Regionaler Fokus

  • Der Hafen von Johor.

21.03.2018 Von: Marco Wölfli


Artikel Nummer: 22582

Blütezeit des Hibiskus

In Malaysias Logistik-Branche herrscht Dynamik. Bei Warenlagern herrscht grosser Nachholbedarf, dementsprechend viel wird gebaut. Zudem verstärkt der Hafen Johor seine Zusammenarbeit mit indonesischen Partnern.


 

Malaysia verhehlt seine Ambitionen nicht. Das Land will auf der logistischen Weltkarte ein gewichtiger Player werden und tut mit Chinas Unterstützung auch eine Menge dafür. Treibende Kraft ist der malaysische Transportminister Dato’ Sri Liow Tiong Lai (s. auch ITJ 49-52/2017, S. 28-29).
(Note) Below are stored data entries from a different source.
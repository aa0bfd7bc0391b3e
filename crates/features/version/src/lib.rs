//! # Versions
//!
//! Semantic versions and the constraint language used in mod manifests.
//!
//! A constraint is an explicit comparator followed by a version:
//! `>=1.2.0`, `<=2.4.1` or `=1.0.0-beta.2`. Matching is **major-gated**: a
//! candidate with a different major version never satisfies a constraint,
//! whatever the comparator says about the numbers, because a major bump is a
//! breaking change for every mod that links against the dependency.
//!
//! ```rust
//! use mbridge_version::{SemVer, VersionConstraint};
//!
//! let constraint: VersionConstraint = ">=1.2.5".parse().unwrap();
//! assert!(constraint.matches(&SemVer::new(1, 8, 0)));
//! assert!(!constraint.matches(&SemVer::new(2, 0, 0)));
//! ```

mod constraint;
mod error;
mod version;

pub use constraint::{Comparator, VersionConstraint};
pub use error::{VersionError, VersionErrorExt};
pub use version::SemVer;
Allerdings sind es längst nicht mehr nur staatliche Aktionen, die die malaysische Logistik- und Transportbranche beflügeln, sondern zunehmend auch private Initiativen von in- und ausländischen Firmen.

 

 

Immobilien-Entwickler sieht Potenzial

Insbesondere Logistikcenter und Warenlager sind derzeit stark gefragt. Die bisherige Infrastruktur reicht nicht aus, um den wachsenden Bedarf zu decken. Zu den aktivsten Unternehmen im Bereich Logistikimmobilien gehört Axis Real Estate Investment Trust (Axis Reit) aus der Stadt Petaling Jaya. Das Portfolio von Axis Reit besteht zu 40% aus Logistikimmobilien und soll noch weiter wachsen.

 

Ein Grossprojekt schloss Axis Reit kürzlich für den Nahrungsmittelhersteller Nestlé ab. In Telok Panglima Garang realisierte Axis Reit ein Distributionszentrum für Nestlé mit einer Fläche von 48 000 m², das im Juni seinen Betrieb aufnimmt. Nestlé hat Malaysia zu einem der wichtigsten Standorten für die regionale Versorgung erkoren und plant noch weitere Anlagen.

 

 

Ceva setzt auf Penang

Auch der niederländische Logistiker Ceva investiert kräftig im südostasiatischen Land und hat Anfang März im Bundesstaat Penang eine neue Multi-User-Anlage eingeweiht. Das Logistikzentrum mit einer Fläche von 6500 m² bietet verschiedene Möglichkeiten, darunter auch temperaturkontrollierte Bereiche. Dank der Nähe zum Flughafen Penang will Ceva neben Kontraktlogistik und Frachtmanagement auch Zollabfertigung anbieten. In der Region Penang im Norden von Malaysia wurden in den letzten Jahren viele Freihandelszonen eingerichtet.

 

Für einen (Halb)inselstaat spielt selbstverständlich auch die Entwicklung der Häfen eine grosse Rolle. Der Hafen von Johor, an der Grenze zu Singapur, hat eine Absichtserklärung mit dem indonesischen Hafenbetreiber Pelindo I unterzeichnet, um die Entwicklung der Häfen in Malaysia und Sumatra voranzutreiben. Dazu gehören neue RoRo-Einrichtungen in den jeweiligen Häfen, aber auch gemeinsame Ausbildungsprogramme und Projekte zum Ausbau der Infrastruktur.